Warnes Harriet, Helliwell Rebecca, Pearson Sam Matthew, Ajjan Ramzi A
School of Medical Sciences, The University of Leeds, Leeds, UK.
Department of Diabetes and Endocrinology, The Leeds Teaching Hospitals NHS Trust, Leeds, UK.
Diabetes Ther. 2018 Oct;9(5):1831-1851. doi: 10.1007/s13300-018-0496-z. Epub 2018 Sep 12.
Despite advances in insulin therapies, patients with type 1 diabetes (T1DM) have a shorter life span due to hyperglycaemia-induced vascular disease and hypoglycaemic complications secondary to insulin therapy. Restricting therapy for T1DM to insulin replacement is perhaps an over-simplistic approach, and we focus in this work on reviewing the role of adjuvant therapy in this population. Current data suggest that adding metformin to insulin therapy in T1DM temporarily lowers HbA1c and reduces weight and insulin requirements, but this treatment fails to show a longer-term glycaemic benefit. Agents in the sodium glucose co-transporter-2 inhibitor (SGLT-2) class demonstrate the greatest promise in correcting hyperglycaemia, but there are safety concerns in relation to the risk of diabetic ketoacidosis. Glucagon-like peptide-1 agonists (GLP-1) show a modest effect on glycaemia, if any, but significantly reduce weight, which may make them suitable for use in overweight T1DM patients. Treatment with pramlintide is not widely available worldwide, although there is evidence to indicate that this agent reduces both HbA1c and weight in T1DM. A criticism of adjuvant studies is the heavy reliance on HbA1c as the primary endpoint while generally ignoring other glycaemic parameters. Moreover, vascular risk markers and measures of insulin resistance-important considerations in individuals with a longer T1DM duration-are yet to be fully investigated following adjuvant therapies. Finally, studies to date have made the assumption that T1DM patients are a homogeneous group of individuals who respond similarly to adjuvant therapies, which is unlikely to be the case. Future longer-term adjuvant studies investigating different glycaemic parameters, surrogate vascular markers and harder clinical outcomes will refine our understanding of the roles of such therapies in various subgroups of T1DM patients.
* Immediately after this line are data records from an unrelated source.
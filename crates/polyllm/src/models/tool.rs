use serde::{Deserialize, Serialize};
use serde_json::{Map, Value};

use crate::errors::{ProviderError, ProviderResult};

/// A tool that can be offered to a model.
#[derive(Debug, Clone, Serialize, Deserialize, PartialEq)]
pub struct Tool {
    /// The name of the tool
    pub name: String,
    /// A description of what the tool does
    pub description: String,
    /// JSON-schema-like description of the arguments
    pub input_schema: ToolInputSchema,
}

impl Tool {
    pub fn new<N, D>(name: N, description: D, input_schema: ToolInputSchema) -> Self
    where
        N: Into<String>,
        D: Into<String>,
    {
        Tool {
            name: name.into(),
            description: description.into(),
            input_schema,
        }
    }
}

/// The input schema as the caller supplied it.
///
/// Properties are kept as raw JSON; anything beyond the type tag, the required
/// list and the properties (`$defs`, `items`, ...) is retained in `extra` so
/// that nothing is rejected on input. What survives on the way out depends on
/// the schema conversion in `providers::utils`.
#[derive(Debug, Clone, Serialize, Deserialize, PartialEq)]
pub struct ToolInputSchema {
    #[serde(rename = "type", default = "default_schema_type")]
    pub schema_type: String,
    #[serde(default)]
    pub required: Vec<String>,
    #[serde(default)]
    pub properties: Map<String, Value>,
    #[serde(flatten)]
    pub extra: Map<String, Value>,
}

fn default_schema_type() -> String {
    "object".to_string()
}

impl Default for ToolInputSchema {
    fn default() -> Self {
        Self {
            schema_type: default_schema_type(),
            required: Vec::new(),
            properties: Map::new(),
            extra: Map::new(),
        }
    }
}

impl TryFrom<Value> for ToolInputSchema {
    type Error = serde_json::Error;

    fn try_from(value: Value) -> Result<Self, Self::Error> {
        serde_json::from_value(value)
    }
}

/// A tool call requested by an assistant turn
#[derive(Debug, Clone, Serialize, Deserialize, PartialEq)]
pub struct ToolCall {
    /// Backend call identifier, when the backend issues one
    #[serde(default, skip_serializing_if = "Option::is_none")]
    pub id: Option<String>,
    /// The name of the tool to execute
    pub name: String,
    /// The arguments for the execution, not validated against any schema
    pub arguments: Value,
}

impl ToolCall {
    pub fn new<S: Into<String>>(name: S, arguments: Value) -> Self {
        Self {
            id: None,
            name: name.into(),
            arguments,
        }
    }

    pub fn with_id<S: Into<String>>(mut self, id: S) -> Self {
        self.id = Some(id.into());
        self
    }
}

/// The result of running a tool, before it is addressed back to a provider.
#[derive(Debug, Clone, PartialEq)]
pub enum ToolContent {
    Text(String),
    Structured(Value),
}

impl ToolContent {
    /// Capture any serializable value. Strings stay text, everything else is
    /// kept as structured JSON.
    pub fn from_serialize<T: Serialize + ?Sized>(value: &T) -> ProviderResult<Self> {
        let value = serde_json::to_value(value).map_err(ProviderError::Marshal)?;
        Ok(value.into())
    }

    /// The text sent to the backend: strings verbatim, everything else as compact JSON
    pub fn into_text(self) -> ProviderResult<String> {
        match self {
            ToolContent::Text(text) => Ok(text),
            ToolContent::Structured(value) => {
                serde_json::to_string(&value).map_err(ProviderError::Marshal)
            }
        }
    }
}

impl From<String> for ToolContent {
    fn from(text: String) -> Self {
        ToolContent::Text(text)
    }
}

impl From<&str> for ToolContent {
    fn from(text: &str) -> Self {
        ToolContent::Text(text.to_string())
    }
}

impl From<Value> for ToolContent {
    fn from(value: Value) -> Self {
        match value {
            Value::String(text) => ToolContent::Text(text),
            other => ToolContent::Structured(other),
        }
    }
}
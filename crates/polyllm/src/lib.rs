pub mod errors;
pub mod models;
pub mod providers;

pub use errors::{ProviderError, ProviderResult};
pub use providers::base::Provider;
pub use providers::factory::{create_provider, ProviderFactory};
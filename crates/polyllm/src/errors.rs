use reqwest::StatusCode;
use thiserror::Error;

#[non_exhaustive]
#[derive(Error, Debug)]
pub enum ProviderError {
    #[error("invalid model format. Expected provider:model, got {0}")]
    InvalidModelFormat(String),

    #[error("{provider} API key not provided. Use {flag} flag or {env_var} environment variable")]
    MissingApiKey {
        provider: &'static str,
        flag: &'static str,
        env_var: &'static str,
    },

    #[error("unsupported provider: {0}")]
    UnsupportedProvider(String),

    #[error(transparent)]
    Backend(#[from] anyhow::Error),

    #[error(transparent)]
    Http(#[from] reqwest::Error),

    #[error("Request failed: {status} - {body}")]
    Api { status: StatusCode, body: String },

    #[error("Invalid response format: {0}")]
    InvalidResponse(String),

    #[error("error marshaling tool response: {0}")]
    Marshal(#[source] serde_json::Error),
}

pub type ProviderResult<T> = Result<T, ProviderError>;
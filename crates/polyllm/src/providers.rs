pub mod anthropic;
pub mod base;
pub mod configs;
pub mod factory;
pub mod google;
pub mod ollama;
pub mod openai;
pub mod utils;

#[cfg(test)]
pub mod mock;
use std::str::FromStr;
use std::time::Duration;

use async_trait::async_trait;
use reqwest::Client;
use serde::{Deserialize, Serialize};
use serde_json::{json, Value};

use super::base::Provider;
use super::configs::OllamaProviderConfig;
use super::utils::{
    convert_schema, normalize_messages, null_as_default, read_json, OllamaDialect,
    ParametersSchema,
};
use crate::errors::{ProviderError, ProviderResult};
use crate::models::message::{Message, MessageView};
use crate::models::role::Role;
use crate::models::tool::{Tool, ToolCall, ToolContent};

pub const OLLAMA_HOST: &str = "http://127.0.0.1:11434";
pub const OLLAMA_CAPABILITY_TOOLS: &str = "tools";

/// A chat message as Ollama's `/api/chat` sends and receives it
#[derive(Debug, Clone, Default, PartialEq, Serialize, Deserialize)]
pub struct OllamaChatMessage {
    pub role: String,
    #[serde(default)]
    pub content: String,
    #[serde(
        default,
        deserialize_with = "null_as_default",
        skip_serializing_if = "Vec::is_empty"
    )]
    pub tool_calls: Vec<OllamaToolCall>,
}

#[derive(Debug, Clone, PartialEq, Serialize, Deserialize)]
pub struct OllamaToolCall {
    pub function: OllamaToolCallFunction,
}

#[derive(Debug, Clone, PartialEq, Serialize, Deserialize)]
pub struct OllamaToolCallFunction {
    pub name: String,
    #[serde(default)]
    pub arguments: Value,
}

#[derive(Debug, Serialize)]
struct OllamaTool {
    #[serde(rename = "type")]
    tool_type: &'static str,
    function: OllamaToolFunction,
}

#[derive(Debug, Serialize)]
struct OllamaToolFunction {
    name: String,
    description: String,
    parameters: ParametersSchema<OllamaDialect>,
}

#[derive(Debug, Serialize)]
struct ChatRequest<'a> {
    model: &'a str,
    messages: Vec<OllamaChatMessage>,
    #[serde(skip_serializing_if = "Vec::is_empty")]
    tools: Vec<OllamaTool>,
    stream: bool,
}

#[derive(Debug, Deserialize)]
struct ChatResponse {
    #[serde(default)]
    message: OllamaChatMessage,
    #[serde(default)]
    done: bool,
}

#[derive(Debug, Deserialize)]
struct ShowResponse {
    #[serde(default)]
    capabilities: Vec<String>,
}

/// An Ollama reply, or a tool response addressed to Ollama
#[derive(Debug, Clone, PartialEq)]
pub struct OllamaMessage {
    pub message: OllamaChatMessage,
    pub tool_call_id: Option<String>,
}

impl MessageView for OllamaMessage {
    fn role(&self) -> Role {
        Role::from_str(&self.message.role).unwrap_or(Role::Assistant)
    }

    fn content(&self) -> String {
        self.message.content.clone()
    }

    fn tool_calls(&self) -> Vec<ToolCall> {
        self.message
            .tool_calls
            .iter()
            .map(|call| ToolCall::new(call.function.name.clone(), call.function.arguments.clone()))
            .collect()
    }

    fn is_tool_response(&self) -> bool {
        self.message.role == Role::Tool.as_ref() || self.tool_call_id.is_some()
    }

    fn tool_call_id(&self) -> Option<String> {
        self.tool_call_id.clone()
    }
}

pub struct OllamaProvider {
    client: Client,
    config: OllamaProviderConfig,
}

impl OllamaProvider {
    pub fn new(config: OllamaProviderConfig) -> ProviderResult<Self> {
        let client = Client::builder()
            .timeout(Duration::from_secs(600)) // 10 minutes timeout
            .build()?;

        Ok(Self { client, config })
    }

    fn url(&self, path: &str) -> String {
        format!("{}{}", self.config.host.trim_end_matches('/'), path)
    }

    fn messages_to_ollama_spec(&self, prompt: &str, messages: &[Message]) -> Vec<OllamaChatMessage> {
        normalize_messages(&self.config.system_prompt, messages, prompt)
            .into_iter()
            .map(|entry| OllamaChatMessage {
                role: entry.role.to_string(),
                content: entry.content,
                tool_calls: entry
                    .tool_calls
                    .into_iter()
                    .map(|call| OllamaToolCall {
                        function: OllamaToolCallFunction {
                            name: call.name,
                            arguments: call.arguments,
                        },
                    })
                    .collect(),
            })
            .collect()
    }

    fn tools_to_ollama_spec(tools: &[Tool]) -> Vec<OllamaTool> {
        tools
            .iter()
            .map(|tool| OllamaTool {
                tool_type: "function",
                function: OllamaToolFunction {
                    name: tool.name.clone(),
                    description: tool.description.clone(),
                    parameters: convert_schema(&tool.input_schema),
                },
            })
            .collect()
    }

    /// Keep only the message of the response marked `done`. With streaming
    /// disabled that is the single object in the body, possibly pretty-printed,
    /// but a newline-delimited stream is accepted too.
    fn final_message(body: &str) -> ProviderResult<OllamaChatMessage> {
        let incomplete =
            || ProviderError::InvalidResponse("ollama chat returned no completed response".to_string());

        if let Ok(response) = serde_json::from_str::<ChatResponse>(body) {
            return response.done.then_some(response.message).ok_or_else(incomplete);
        }

        let mut completed = None;
        for line in body.lines().filter(|line| !line.trim().is_empty()) {
            let chunk: ChatResponse = serde_json::from_str(line)
                .map_err(|e| ProviderError::InvalidResponse(format!("ollama chat: {}", e)))?;
            if chunk.done {
                completed = Some(chunk.message);
            }
        }
        completed.ok_or_else(incomplete)
    }

    async fn show(&self) -> ProviderResult<ShowResponse> {
        let response = self
            .client
            .post(self.url("/api/show"))
            .json(&json!({ "model": self.config.model }))
            .send()
            .await?;
        read_json(response).await
    }
}

#[async_trait]
impl Provider for OllamaProvider {
    async fn create_message(
        &self,
        prompt: &str,
        messages: &[Message],
        tools: &[Tool],
    ) -> ProviderResult<Message> {
        let request = ChatRequest {
            model: &self.config.model,
            messages: self.messages_to_ollama_spec(prompt, messages),
            tools: Self::tools_to_ollama_spec(tools),
            stream: false,
        };
        tracing::debug!(
            model = %self.config.model,
            messages = request.messages.len(),
            tools = request.tools.len(),
            "sending ollama chat request"
        );

        let response = self
            .client
            .post(self.url("/api/chat"))
            .json(&request)
            .send()
            .await?;

        let status = response.status();
        let body = response.text().await?;
        if !status.is_success() {
            return Err(ProviderError::Api { status, body });
        }

        Ok(Message::Ollama(OllamaMessage {
            message: Self::final_message(&body)?,
            tool_call_id: None,
        }))
    }

    async fn supports_tools(&self) -> bool {
        match self.show().await {
            Ok(show) => show
                .capabilities
                .iter()
                .any(|capability| capability == OLLAMA_CAPABILITY_TOOLS),
            Err(e) => {
                tracing::warn!(model = %self.config.model, error = %e, "ollama show request failed");
                false
            }
        }
    }

    fn create_tool_response(
        &self,
        tool_call_id: &str,
        content: ToolContent,
    ) -> ProviderResult<Message> {
        Ok(Message::Ollama(OllamaMessage {
            message: OllamaChatMessage {
                role: Role::Tool.to_string(),
                content: content.into_text()?,
                tool_calls: Vec::new(),
            },
            tool_call_id: Some(tool_call_id.to_string()),
        }))
    }

    fn name(&self) -> &str {
        "ollama"
    }
}
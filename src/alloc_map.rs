//! The Allocation Map (§2, §3): an address-ordered collection of currently
//! allocated blocks, each carrying its payload buffer.
//!
//! As with [`crate::block_index::BlockIndex`], a `BTreeMap<u64, AllocatedBlock>`
//! keyed by address gives address ordering, uniqueness, and O(log n)
//! exact-address lookup for free, replacing the original's linked-list walk
//! in `remove_from_list` (`main.c`).

use std::collections::BTreeMap;

use crate::block::AllocatedBlock;
use crate::error::AllocError;

/// One contiguous `(block_address, payload_offset, length)` segment a
/// `READ`/`WRITE` touches within a single allocated block.
#[derive(Debug, Clone, Copy, PartialEq, Eq)]
pub struct Segment {
  pub block_address: u64,
  pub offset: usize,
  pub length: usize,
}

/// Address-ordered map of live allocations.
#[derive(Debug, Clone, Default)]
pub struct AllocationMap {
  blocks: BTreeMap<u64, AllocatedBlock>,
}

impl AllocationMap {
  pub fn new() -> Self {
    Self { blocks: BTreeMap::new() }
  }

  pub fn len(&self) -> usize {
    self.blocks.len()
  }

  pub fn is_empty(&self) -> bool {
    self.blocks.is_empty()
  }

  /// Total bytes across every allocated block; used to cross-check the
  /// eager `allocated_bytes` counter (§8 invariant 5).
  pub fn total_bytes(&self) -> u64 {
    self.blocks.values().map(|b| b.size).sum()
  }

  pub fn insert(
    &mut self,
    block: AllocatedBlock,
  ) {
    self.blocks.insert(block.address, block);
  }

  /// Removes and returns the block whose base address is exactly `address`
  /// (§4.5 step 1-2).
  pub fn remove(
    &mut self,
    address: u64,
  ) -> Option<AllocatedBlock> {
    self.blocks.remove(&address)
  }

  /// Blocks in address order, for `DUMP_MEMORY` (§6).
  pub fn blocks(&self) -> impl Iterator<Item = &AllocatedBlock> {
    self.blocks.values()
  }

  /// Validates that `[address, address + len)` is fully covered by
  /// contiguous allocated blocks with no gap (§4.7 coverage rule), returning
  /// the ordered segments to touch without mutating anything. Both `READ`
  /// and `WRITE` run this pass before doing anything observable, so a
  /// faulting request never has partial effect.
  pub fn collect_segments(
    &self,
    address: u64,
    len: u64,
  ) -> Result<Vec<Segment>, AllocError> {
    if len == 0 {
      return Ok(Vec::new());
    }

    let end = address + len;
    let mut segments = Vec::new();
    let mut cursor = address;

    // First candidate: the block covering `address` if one does, else the
    // first block starting after it (§4.7 coverage rule).
    let mut candidate = self
      .blocks
      .range(..=cursor)
      .next_back()
      .map(|(_, b)| b)
      .filter(|b| b.end() > cursor)
      .or_else(|| self.blocks.range((cursor + 1)..).next().map(|(_, b)| b));

    loop {
      let block = candidate.ok_or(AllocError::SegmentationFault)?;
      if block.address != cursor {
        return Err(AllocError::SegmentationFault);
      }

      let available = block.end() - cursor;
      let take = available.min(end - cursor);
      if take == 0 {
        return Err(AllocError::SegmentationFault);
      }

      segments.push(Segment {
        block_address: block.address,
        offset: (cursor - block.address) as usize,
        length: take as usize,
      });

      cursor += take;
      if cursor >= end {
        break;
      }

      candidate = self.blocks.get(&cursor);
    }

    Ok(segments)
  }

  /// Emits the bytes of `[address, address + len)` via `collect_segments`,
  /// returning them as one buffer for the caller's output sink (§4.7 Read).
  pub fn read(
    &self,
    address: u64,
    len: u64,
  ) -> Result<Vec<u8>, AllocError> {
    let segments = self.collect_segments(address, len)?;
    let mut out = Vec::with_capacity(len as usize);
    for seg in segments {
      let block = &self.blocks[&seg.block_address];
      out.extend_from_slice(&block.payload[seg.offset..seg.offset + seg.length]);
    }
    Ok(out)
  }

  /// Copies `data` into `[address, address + len)`, where `len` has already
  /// been truncated to `data.len()` by the caller (§4.7 Write). Validates
  /// full coverage before mutating any payload, so a faulting write leaves
  /// every block untouched.
  pub fn write(
    &mut self,
    address: u64,
    len: u64,
    data: &[u8],
  ) -> Result<(), AllocError> {
    let segments = self.collect_segments(address, len)?;
    let mut written = 0usize;
    for seg in segments {
      let block = self.blocks.get_mut(&seg.block_address).expect("segment references a live block");
      block.payload[seg.offset..seg.offset + seg.length].copy_from_slice(&data[written..written + seg.length]);
      written += seg.length;
    }
    Ok(())
  }
}
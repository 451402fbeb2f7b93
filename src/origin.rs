//! The origin function (§4.4): a pure computation, no state, used by the
//! coalescer to test whether two free fragments descend from the same
//! initial block.

/// Home-class index: which `bytes_per_class`-byte stripe `address` falls in.
///
/// `origin(a) = (a - base_address) / bytes_per_class`.
pub fn origin(
  address: u64,
  base_address: u64,
  bytes_per_class: u64,
) -> u64 {
  (address - base_address) / bytes_per_class
}

/// Parent-block index within the home-class stripe.
///
/// `offset(a) = ((a - base_address) mod bytes_per_class) >> (3 + origin(a))`.
pub fn offset(
  address: u64,
  base_address: u64,
  bytes_per_class: u64,
) -> u64 {
  let home = origin(address, base_address, bytes_per_class);
  ((address - base_address) % bytes_per_class) >> (3 + home)
}

/// Two free blocks are siblings iff they share both `origin` and `offset`.
pub fn are_siblings(
  a: u64,
  b: u64,
  base_address: u64,
  bytes_per_class: u64,
) -> bool {
  origin(a, base_address, bytes_per_class) == origin(b, base_address, bytes_per_class)
    && offset(a, base_address, bytes_per_class) == offset(b, base_address, bytes_per_class)
}

#[cfg(test)]
mod tests {
  use super::*;

  const BASE: u64 = 0x1000;
  const B: u64 = 128;

  #[test]
  fn origin_identifies_the_stripe() {
    // class 0 (size 8) spans [0x1000, 0x1080); class 1 (size 16) spans [0x1080, 0x1100).
    assert_eq!(origin(0x1000, BASE, B), 0);
    assert_eq!(origin(0x107F, BASE, B), 0);
    assert_eq!(origin(0x1080, BASE, B), 1);
    assert_eq!(origin(0x11C0, BASE, B), 3);
  }

  #[test]
  fn offset_identifies_the_parent_block_within_a_stripe() {
    // class 0, size-8 blocks: offsets 0x1000, 0x1008, 0x1010, ...
    assert_eq!(offset(0x1000, BASE, B), 0);
    assert_eq!(offset(0x1008, BASE, B), 1);
    assert_eq!(offset(0x1018, BASE, B), 3);
  }

  #[test]
  fn siblings_share_origin_and_offset() {
    // 0x1000 and 0x1003 both descend from the size-8 block at 0x1000.
    assert!(are_siblings(0x1000, 0x1003, BASE, B));
    // 0x1000 and 0x1008 are distinct size-8 parents.
    assert!(!are_siblings(0x1000, 0x1008, BASE, B));
    // Different stripes never match even at the same relative offset.
    assert!(!are_siblings(0x1000, 0x1080, BASE, B));
  }
}
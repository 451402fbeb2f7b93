//! A Block Index (§2, §3): the collection of free blocks sharing one
//! `class_size`, ordered ascending by address with no duplicates.
//!
//! The original keeps this as a doubly-linked list per size class (§9,
//! `list`/`node` in `list.h`); a `BTreeSet<u64>` of addresses gives the same
//! address-ordering and no-duplicates invariants directly from the
//! container, with O(log n) insert/remove/head-peek instead of an O(n) walk.

use std::collections::BTreeSet;

use crate::block::FreeBlock;

/// All free blocks of one `class_size`, address-ordered.
#[derive(Debug, Clone)]
pub struct BlockIndex {
  class_size: u64,
  addresses: BTreeSet<u64>,
}

impl BlockIndex {
  /// Builds an index for `class_size` seeded with one block.
  pub fn new(
    class_size: u64,
    first_address: u64,
  ) -> Self {
    let mut addresses = BTreeSet::new();
    addresses.insert(first_address);
    Self { class_size, addresses }
  }

  /// Builds an index for `class_size` seeded with many blocks at once, as
  /// `INIT_HEAP` does for each of the `N` initial classes (§4.1).
  pub fn with_addresses<I: IntoIterator<Item = u64>>(
    class_size: u64,
    addresses: I,
  ) -> Self {
    Self { class_size, addresses: addresses.into_iter().collect() }
  }

  pub fn class_size(&self) -> u64 {
    self.class_size
  }

  pub fn len(&self) -> usize {
    self.addresses.len()
  }

  pub fn is_empty(&self) -> bool {
    self.addresses.is_empty()
  }

  /// Inserts a free block's address in order. The caller guarantees
  /// `block.size == self.class_size`.
  pub fn insert(
    &mut self,
    address: u64,
  ) {
    debug_assert!(!self.addresses.contains(&address), "duplicate free address in one class");
    self.addresses.insert(address);
  }

  /// The lowest address currently held, i.e. the next block `MALLOC` would
  /// hand out from this class (§4.2 step 2).
  pub fn head(&self) -> Option<u64> {
    self.addresses.iter().next().copied()
  }

  /// Removes and returns the head block (lowest address).
  pub fn remove_head(&mut self) -> Option<FreeBlock> {
    let address = self.head()?;
    self.addresses.remove(&address);
    Some(FreeBlock::new(address, self.class_size))
  }

  /// Removes a specific address if present, returning whether it was found.
  pub fn remove(
    &mut self,
    address: u64,
  ) -> bool {
    self.addresses.remove(&address)
  }

  /// Addresses in ascending order, for `DUMP_MEMORY` (§6).
  pub fn addresses(&self) -> impl Iterator<Item = u64> + '_ {
    self.addresses.iter().copied()
  }
}

#[cfg(test)]
mod tests {
  use super::*;

  #[test]
  fn head_is_the_lowest_address() {
    let idx = BlockIndex::with_addresses(8, [0x1010, 0x1000, 0x1008]);
    assert_eq!(idx.head(), Some(0x1000));
  }

  #[test]
  fn remove_head_shrinks_and_returns_the_block() {
    let mut idx = BlockIndex::with_addresses(8, [0x1000, 0x1008]);
    let block = idx.remove_head().unwrap();
    assert_eq!(block, FreeBlock::new(0x1000, 8));
    assert_eq!(idx.len(), 1);
    assert_eq!(idx.head(), Some(0x1008));
  }

  #[test]
  fn remove_head_on_empty_index_returns_none() {
    let mut idx = BlockIndex::with_addresses(8, []);
    assert!(idx.remove_head().is_none());
  }

  #[test]
  fn insert_keeps_addresses_ordered_and_unique() {
    let mut idx = BlockIndex::with_addresses(8, [0x1000]);
    idx.insert(0x1010);
    idx.insert(0x1008);
    let addrs: Vec<u64> = idx.addresses().collect();
    assert_eq!(addrs, vec![0x1000, 0x1008, 0x1010]);
  }

  #[test]
  fn remove_specific_address() {
    let mut idx = BlockIndex::with_addresses(8, [0x1000, 0x1008, 0x1010]);
    assert!(idx.remove(0x1008));
    assert!(!idx.remove(0x1008));
    assert_eq!(idx.len(), 2);
  }
}
//! # sfl-heap-sim — a segregated free-list heap simulator
//!
//! This crate models a fixed-size virtual heap and services
//! `MALLOC`/`FREE`/`READ`/`WRITE` requests against simulated addresses. It is
//! a teaching-grade allocator: addresses are plain integers, not real
//! pointers, and nothing here touches process memory.
//!
//! ## Design
//!
//! The heap starts with `N` size classes (8, 16, 32, ... bytes) each holding
//! a fixed run of same-sized blocks. `MALLOC` always takes the smallest
//! class that satisfies the request, splitting off a residual fragment when
//! the class is larger than needed. `FREE` returns a block to the heap and,
//! in [`FreeMode::Coalescing`], attempts to reunite it with any adjacent
//! fragment descended from the same original parent block — see
//! [`origin`] for how "descended from the same parent" is decided from the
//! address alone.
//!
//! ```text
//!   Heap (BTreeMap<class_size, BlockIndex>)
//!   ┌───────────────────────────────────────────────────────────┐
//!   │  8: [0x1000, 0x1008, 0x1010, ...]                          │
//!   │ 16: [0x1080, 0x1090, ...]                                  │
//!   │ 32: [0x1100, ...]                                          │
//!   │ 64: [0x1180, 0x11c0]                                       │
//!   └───────────────────────────────────────────────────────────┘
//!                       │ MALLOC n (smallest sufficient class)
//!                       ▼
//!   AllocationMap (BTreeMap<address, AllocatedBlock>)
//!   ┌───────────────────────────────────────────────────────────┐
//!   │ 0x1000 -> { size: n, payload: [0u8; n] }                   │
//!   └───────────────────────────────────────────────────────────┘
//!                       │ FREE a (maybe coalesce, then reinsert)
//!                       ▼
//!                back into the Heap
//! ```
//!
//! ## Crate structure
//!
//! ```text
//!   sfl_heap_sim
//!   ├── block        - FreeBlock / AllocatedBlock value types
//!   ├── block_index   - one size class's free addresses
//!   ├── alloc_map     - the allocation map backing READ/WRITE
//!   ├── origin        - the sibling/origin test used by coalescing
//!   ├── config        - HeapConfig / FreeMode, fixed at INIT_HEAP
//!   ├── error         - AllocError, the three reportable fault kinds
//!   ├── dump          - DumpReport, the DUMP_MEMORY snapshot + formatter
//!   └── heap          - Heap, the public entry point tying it together
//! ```
//!
//! ## Quick start
//!
//! ```rust
//! use sfl_heap_sim::{FreeMode, Heap, HeapConfig};
//!
//! let mut heap = Heap::new(HeapConfig::new(0x1000, 4, 128, FreeMode::Coalescing));
//!
//! let addr = heap.malloc(8).unwrap();
//! heap.write(addr, b"hi").unwrap();
//! assert_eq!(heap.read(addr, 2).unwrap(), b"hi");
//! heap.free(addr).unwrap();
//! ```

pub mod alloc_map;
pub mod block;
pub mod block_index;
pub mod config;
pub mod dump;
pub mod error;
pub mod heap;
pub mod origin;

pub use config::{FreeMode, HeapConfig};
pub use dump::{AllocatedLine, DumpReport, FreeClassLine};
pub use error::AllocError;
pub use heap::{Counters, Heap};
尽管胰岛素治疗取得了进展,但1型糖尿病(T1DM)患者由于高血糖诱导的血管疾病以及胰岛素治疗继发的低血糖并发症,寿命较短。将T1DM的治疗局限于胰岛素替代可能是一种过于简单的方法,在这项工作中,我们重点回顾辅助治疗在这一人群中的作用。目前的数据表明,在T1DM患者的胰岛素治疗中添加二甲双胍可暂时降低糖化血红蛋白(HbA1c)水平,减轻体重并减少胰岛素需求,但这种治疗未能显示出长期的血糖获益。钠-葡萄糖协同转运蛋白2抑制剂(SGLT-2)类药物在纠正高血糖方面显示出最大的前景,但存在与糖尿病酮症酸中毒风险相关的安全问题。胰高血糖素样肽-1激动剂(GLP-1)对血糖的影响(如果有)较小,但能显著减轻体重,这可能使其适用于超重的T1DM患者。尽管有证据表明普兰林肽可降低T1DM患者的HbA1c水平和体重,但该药物在全球范围内尚未广泛应用。辅助治疗研究的一个问题是严重依赖HbA1c作为主要终点,而通常忽略其他血糖参数。此外,对于病程较长的T1DM患者而言,重要的血管风险标志物和胰岛素抵抗指标在辅助治疗后尚未得到充分研究。最后,迄今为止的研究假设T1DM患者是一个对辅助治疗反应相似的同质群体,但实际情况可能并非如此。未来针对不同血糖参数、替代血管标志物和更严格临床结局的长期辅助治疗研究,将加深我们对这类治疗在T1DM患者不同亚组中作用的理解。